## TASK DESCRIPTION
Search the entries below. Return every line that has "drag" in it.
------ RECORDS SUPPLIED
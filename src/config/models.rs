use schemars::JsonSchema;
use serde::{Deserialize, Serialize};
use std::time::Duration;

use super::keys::Key;

/// Current profile document version written by `save`.
pub const PROFILE_VERSION: u32 = 1;

/// A saved rule set.
///
/// This structure is the on-disk JSON form of a [`crate::rules::RuleSet`]:
/// - `version` of the document layout
/// - `commands`, each a set of chat aliases bound to an ordered action list
#[derive(Debug, Clone, Serialize, Deserialize, JsonSchema, PartialEq, Eq)]
pub struct Profile {
    /// Document layout version.
    #[serde(default = "default_version")]
    pub version: u32,

    /// All commands, enabled or not.
    #[serde(default)]
    pub commands: Vec<CommandDef>,
}

impl Default for Profile {
    fn default() -> Self {
        Self {
            version: PROFILE_VERSION,
            commands: Vec::new(),
        }
    }
}

fn default_version() -> u32 {
    PROFILE_VERSION
}

/// One command as written in a profile.
#[derive(Debug, Clone, Serialize, Deserialize, JsonSchema, PartialEq, Eq)]
pub struct CommandDef {
    /// Stable identifier. Assigned on load when omitted.
    #[serde(default, skip_serializing_if = "Option::is_none")]
    pub id: Option<u64>,

    /// Chat phrases that trigger this command. Matching is case-insensitive
    /// and ignores surrounding/repeated whitespace.
    pub aliases: Vec<String>,

    /// Actions executed in order when the command fires.
    pub actions: Vec<Action>,

    /// Disabled commands keep their aliases reserved but never fire.
    pub enabled: bool,
}

/// A primitive input action.
///
/// Durations are in milliseconds. A hold of `0` means the action has no
/// scheduled release: key presses stay down until a matching `key_release`
/// or the end of the sequence, clicks release immediately.
#[derive(Debug, Clone, Serialize, Deserialize, JsonSchema, PartialEq, Eq)]
#[serde(tag = "type", rename_all = "snake_case")]
pub enum Action {
    /// Press a key, optionally holding it for `hold_ms` before releasing.
    KeyPress {
        key: Key,
        #[serde(default)]
        hold_ms: u64,
    },

    /// Release a key previously pressed with a zero hold.
    KeyRelease { key: Key },

    /// Move the cursor, by an offset when `relative` or to absolute screen coordinates.
    MouseMove {
        x: i32,
        y: i32,
        #[serde(default)]
        relative: bool,
    },

    /// Click a mouse button, optionally at a position and held for `hold_ms`.
    MouseClick {
        button: MouseButton,
        #[serde(default)]
        hold_ms: u64,
        #[serde(default, skip_serializing_if = "Option::is_none")]
        position: Option<Point>,
    },

    /// Press a mouse button without releasing it (drag start).
    MouseDown { button: MouseButton },

    /// Release a mouse button (drag end).
    MouseUp { button: MouseButton },

    /// Suspend the sequence without emitting input.
    Wait { ms: u64 },
}

impl Action {
    /// Short name used in logs and errors.
    pub fn kind(&self) -> &'static str {
        match self {
            Action::KeyPress { .. } => "key_press",
            Action::KeyRelease { .. } => "key_release",
            Action::MouseMove { .. } => "mouse_move",
            Action::MouseClick { .. } => "mouse_click",
            Action::MouseDown { .. } => "mouse_down",
            Action::MouseUp { .. } => "mouse_up",
            Action::Wait { .. } => "wait",
        }
    }

    /// Hold duration for press-and-hold actions, `None` when zero or not applicable.
    pub fn hold(&self) -> Option<Duration> {
        match self {
            Action::KeyPress { hold_ms, .. } | Action::MouseClick { hold_ms, .. }
                if *hold_ms > 0 =>
            {
                Some(Duration::from_millis(*hold_ms))
            }
            _ => None,
        }
    }
}

/// A screen position in pixels.
#[derive(Debug, Copy, Clone, Serialize, Deserialize, JsonSchema, PartialEq, Eq)]
pub struct Point {
    pub x: i32,
    pub y: i32,
}

/// Mouse button enumeration.
#[derive(Debug, Copy, Clone, Serialize, Deserialize, JsonSchema, PartialEq, Eq, Hash)]
#[serde(rename_all = "snake_case")]
pub enum MouseButton {
    Left,
    Middle,
    Right,
}
impl RuleSet {
    /// An empty rule set.
    pub fn new() -> Self {
        Self {
            next_id: 1,
            ..Self::default()
        }
    }

    pub fn len(&self) -> usize {
        self.commands.len()
    }

    pub fn is_empty(&self) -> bool {
        self.commands.is_empty()
    }

    pub fn get(&self, id: CommandId) -> Option<&Command> {
        self.commands.get(&id)
    }

    /// Commands in id order.
    pub fn commands(&self) -> impl Iterator<Item = &Command> {
        self.commands.values()
    }

    /// The enabled command an alias resolves to, if any.
    pub fn lookup(&self, alias: &str) -> Option<&Command> {
        self.index
            .get(&normalize(alias))
            .and_then(|id| self.commands.get(id))
    }

    /// Compiled matcher over enabled aliases.
    pub fn matcher(&self) -> &AliasMatcher {
        &self.matcher
    }

    /// Add an enabled command.
    ///
    /// Aliases already owned by another command are moved to the new one; each
    /// move is reported as a [`DuplicateAliasWarning`].
    pub fn add_command<I, S>(
        &mut self,
        aliases: I,
        actions: Vec<Action>,
    ) -> Result<(CommandId, Vec<DuplicateAliasWarning>), RuleSetError>
    where
        I: IntoIterator<Item = S>,
        S: AsRef<str>,
    {
        let id = self.allocate_id()?;
        let command = Command::new(id, aliases, actions, true);
        if command.aliases().is_empty() {
            self.next_id = id.get();
            return Err(RuleSetError::EmptyAliases);
        }

        let warnings = self.claim(command);
        self.reindex();
        debug!(target: "chatplays::rules", %id, "command added");
        Ok((id, warnings))
    }

    /// Replace the aliases and actions of an existing command, keeping its id
    /// and enabled flag.
    pub fn update_command<I, S>(
        &mut self,
        id: CommandId,
        aliases: I,
        actions: Vec<Action>,
    ) -> Result<Vec<DuplicateAliasWarning>, RuleSetError>
    where
        I: IntoIterator<Item = S>,
        S: AsRef<str>,
    {
        let existing = self
            .commands
            .get(&id)
            .ok_or(RuleSetError::UnknownCommand(id))?;
        let command = Command::new(id, aliases, actions, existing.is_enabled());
        if command.aliases().is_empty() {
            return Err(RuleSetError::EmptyAliases);
        }

        self.commands.remove(&id);
        let warnings = self.claim(command);
        self.reindex();
        debug!(target: "chatplays::rules", %id, "command updated");
        Ok(warnings)
    }

    /// Remove a command, releasing its aliases.
    pub fn remove_command(&mut self, id: CommandId) -> Result<Command, RuleSetError> {
        let removed = self
            .commands
            .remove(&id)
            .ok_or(RuleSetError::UnknownCommand(id))?;
        self.reindex();
        debug!(target: "chatplays::rules", %id, "command removed");
        Ok(removed)
    }

    /// Enable or disable a command. Disabled commands keep their aliases.
    pub fn set_enabled(&mut self, id: CommandId, enabled: bool) -> Result<(), RuleSetError> {
        let command = self
            .commands
            .get(&id)
            .ok_or(RuleSetError::UnknownCommand(id))?;
        if command.is_enabled() == enabled {
            return Ok(());
        }
        if enabled && command.aliases().is_empty() {
            return Err(RuleSetError::EmptyAliases);
        }

        let replaced = command.with_enabled(enabled);
        self.commands.insert(id, replaced);
        self.reindex();
        debug!(target: "chatplays::rules", %id, enabled, "command toggled");
        Ok(())
    }

    /// Parse a JSON profile into a fresh rule set.
    ///
    /// Nothing is shared with any existing rule set, so a failure here cannot
    /// disturb the one currently in use.
    pub fn load(raw: &str) -> Result<Self, LoadError> {
        let profile = config::parse_profile(raw)?;
        Self::from_profile(&profile)
    }

    /// Build a rule set from an already parsed profile.
    pub fn from_profile(profile: &Profile) -> Result<Self, LoadError> {
        config::validate_profile(profile)?;

        let mut rules = Self::new();
        rules.next_id = profile
            .commands
            .iter()
            .filter_map(|c| c.id)
            .max()
            .map_or(1, |max| max.saturating_add(1));

        for def in &profile.commands {
            let id = match def.id {
                Some(raw) => CommandId::new(raw),
                None => rules
                    .allocate_id()
                    .map_err(|e| LoadError::malformed(e.to_string()))?,
            };
            let command = Command::new(id, &def.aliases, def.actions.clone(), def.enabled);
            rules.claim(command);
        }

        rules.reindex();
        Ok(rules)
    }

    /// Serialize to the JSON profile form.
    pub fn save(&self) -> Result<String, SaveError> {
        Ok(serde_json::to_string_pretty(&self.to_profile())?)
    }

    /// The profile document describing this rule set.
    pub fn to_profile(&self) -> Profile {
        Profile {
            version: PROFILE_VERSION,
            commands: self
                .commands
                .values()
                .map(|c| CommandDef {
                    id: Some(c.id().get()),
                    aliases: c.aliases().iter().cloned().collect(),
                    actions: c.actions().to_vec(),
                    enabled: c.is_enabled(),
                })
                .collect(),
        }
    }

    /// Hand out the next unused id. Ids never wrap around, and `u64::MAX` is
    /// never handed out so saved profiles always load back.
    fn allocate_id(&mut self) -> Result<CommandId, RuleSetError> {
        let mut candidate = self.next_id.max(1);
        loop {
            if candidate == u64::MAX {
                return Err(RuleSetError::IdsExhausted);
            }
            if !self.commands.contains_key(&CommandId::new(candidate)) {
                break;
            }
            candidate += 1;
        }
        self.next_id = candidate + 1;
        Ok(CommandId::new(candidate))
    }

    /// Insert `command`, taking over any alias another command owns.
    fn claim(&mut self, command: Command) -> Vec<DuplicateAliasWarning> {
        let id = command.id();
        let mut warnings = Vec::new();

        for alias in command.aliases() {
            let previous = match self.owners.insert(alias.clone(), id) {
                Some(previous) if previous != id => previous,
                _ => continue,
            };
            let Some(old) = self.commands.get(&previous) else {
                continue;
            };
            let stripped = old.without_alias(alias);
            if old.is_enabled() && !stripped.is_enabled() {
                warn!(
                    target: "chatplays::rules",
                    command = %previous,
                    "command lost its last alias and was disabled"
                );
            }
            self.commands.insert(previous, stripped);

            let warning = DuplicateAliasWarning {
                alias: alias.clone(),
                previous,
                claimed_by: id,
            };
            warn!(target: "chatplays::rules", "{warning}");
            warnings.push(warning);
        }

        self.commands.insert(id, command);
        warnings
    }

    /// Rebuild `owners`, `index` and `matcher` from `commands`.
    fn reindex(&mut self) {
        self.owners.clear();
        self.index.clear();
        for command in self.commands.values() {
            for alias in command.aliases() {
                self.owners.insert(alias.clone(), command.id());
                if command.is_enabled() {
                    self.index.insert(alias.clone(), command.id());
                }
            }
        }
        self.matcher = AliasMatcher::build(
            self.index
                .iter()
                .map(|(alias, id)| (alias.clone(), *id)),
        );
    }
}
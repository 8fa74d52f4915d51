/*!
Matching engine: decides which commands a chat message fires.

Pipeline for one message:
1. Global disable short-circuits to no matches.
2. The message is normalized (see [`normalize`]).
3. The rule set's alias automaton scans the normalized text; only
   occurrences aligned on token boundaries count, so both one-word aliases
   (`"w"`) and phrases (`"go forward"`) match inside longer messages.
4. Overlaps resolve greedily, longest alias first at each start position.
5. Commands are returned in order of their first accepted occurrence,
   each command at most once.
*/

pub mod automaton;
pub mod normalize;

use std::collections::HashSet;

use tracing::trace;

use crate::rules::{Command, RuleSet};

pub use automaton::{AliasHit, AliasMatcher};
pub use normalize::normalize;

/// Resolve `message` against `rules`.
///
/// Returns the fired commands in first-occurrence order (possibly empty).
pub fn match_message(message: &str, rules: &RuleSet, global_disable: bool) -> Vec<Command> {
    if global_disable {
        return Vec::new();
    }

    let normalized = normalize(message);
    if normalized.is_empty() {
        return Vec::new();
    }

    let mut seen = HashSet::new();
    let fired: Vec<Command> = rules
        .matcher()
        .scan(&normalized)
        .into_iter()
        .filter(|hit| seen.insert(hit.command))
        .filter_map(|hit| rules.get(hit.command).filter(|c| c.is_enabled()).cloned())
        .collect();

    trace!(
        target: "chatplays::matching",
        message = %normalized,
        fired = fired.len(),
        "message matched"
    );
    fired
}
------------
## TASK RESULT
    /// Press a mouse button without releasing it (drag start).
    /// Release a mouse button (drag end).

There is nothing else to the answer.